→ **Exercise**: In the entries that follow, find each line with the word "directory" and copy it.

*** Opening Extracted entries ***

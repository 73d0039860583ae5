//! leakjudge pipeline - drives the per-entity processing and summarization
//! stages over one entity or a whole working directory.
//!
//! Provides a pipeline orchestrator that:
//! - Discovers entity files in the configured working directory
//! - Runs the processing stage, then the summarization stage, per entity
//! - Classifies every entity through an explicit state machine
//! - Reports failed and empty entities at the end of the batch

pub mod error;
pub mod fakes;
pub mod obs;
pub mod orchestrator;
pub mod report;
pub mod runner;
pub mod settings;
pub mod stage;
pub mod state;

// Re-export key types
pub use error::{PipelineError, Result};
pub use orchestrator::{PipelineOrchestrator, RunMode};
pub use report::{BatchReport, EntityOutcome};
pub use runner::{CommandResult, CommandRunner};
pub use settings::Settings;
pub use stage::{CommandStage, ProcessingStage, SummarizationStage};
pub use state::{EntityRun, EntityState};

*** Closing Extracted entries ***

→ **Final answer**:
//! stages over one entity or a whole working directory.
//! - Discovers entity files in the configured working directory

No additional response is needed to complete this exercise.